■ **PROBLEM DETAILS**
Please return the lines of the data that contain "bubble".

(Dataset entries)
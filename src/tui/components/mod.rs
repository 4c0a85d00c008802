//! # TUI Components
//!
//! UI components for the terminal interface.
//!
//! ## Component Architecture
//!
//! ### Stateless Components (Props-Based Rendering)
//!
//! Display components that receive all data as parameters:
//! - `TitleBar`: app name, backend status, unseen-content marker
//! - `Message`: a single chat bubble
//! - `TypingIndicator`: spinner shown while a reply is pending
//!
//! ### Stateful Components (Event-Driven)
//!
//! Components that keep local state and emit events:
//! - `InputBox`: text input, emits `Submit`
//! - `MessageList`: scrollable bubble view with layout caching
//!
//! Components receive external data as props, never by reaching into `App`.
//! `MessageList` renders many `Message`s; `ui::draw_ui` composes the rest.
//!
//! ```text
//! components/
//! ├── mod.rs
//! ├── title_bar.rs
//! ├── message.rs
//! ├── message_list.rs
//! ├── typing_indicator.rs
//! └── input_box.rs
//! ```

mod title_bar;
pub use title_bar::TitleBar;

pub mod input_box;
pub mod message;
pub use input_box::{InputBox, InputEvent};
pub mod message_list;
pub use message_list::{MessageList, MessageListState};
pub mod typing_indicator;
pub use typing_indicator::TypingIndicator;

■ **RESPONSE TO THE TASK**
//! - `Message`: a single chat bubble
//! - `MessageList`: scrollable bubble view with layout caching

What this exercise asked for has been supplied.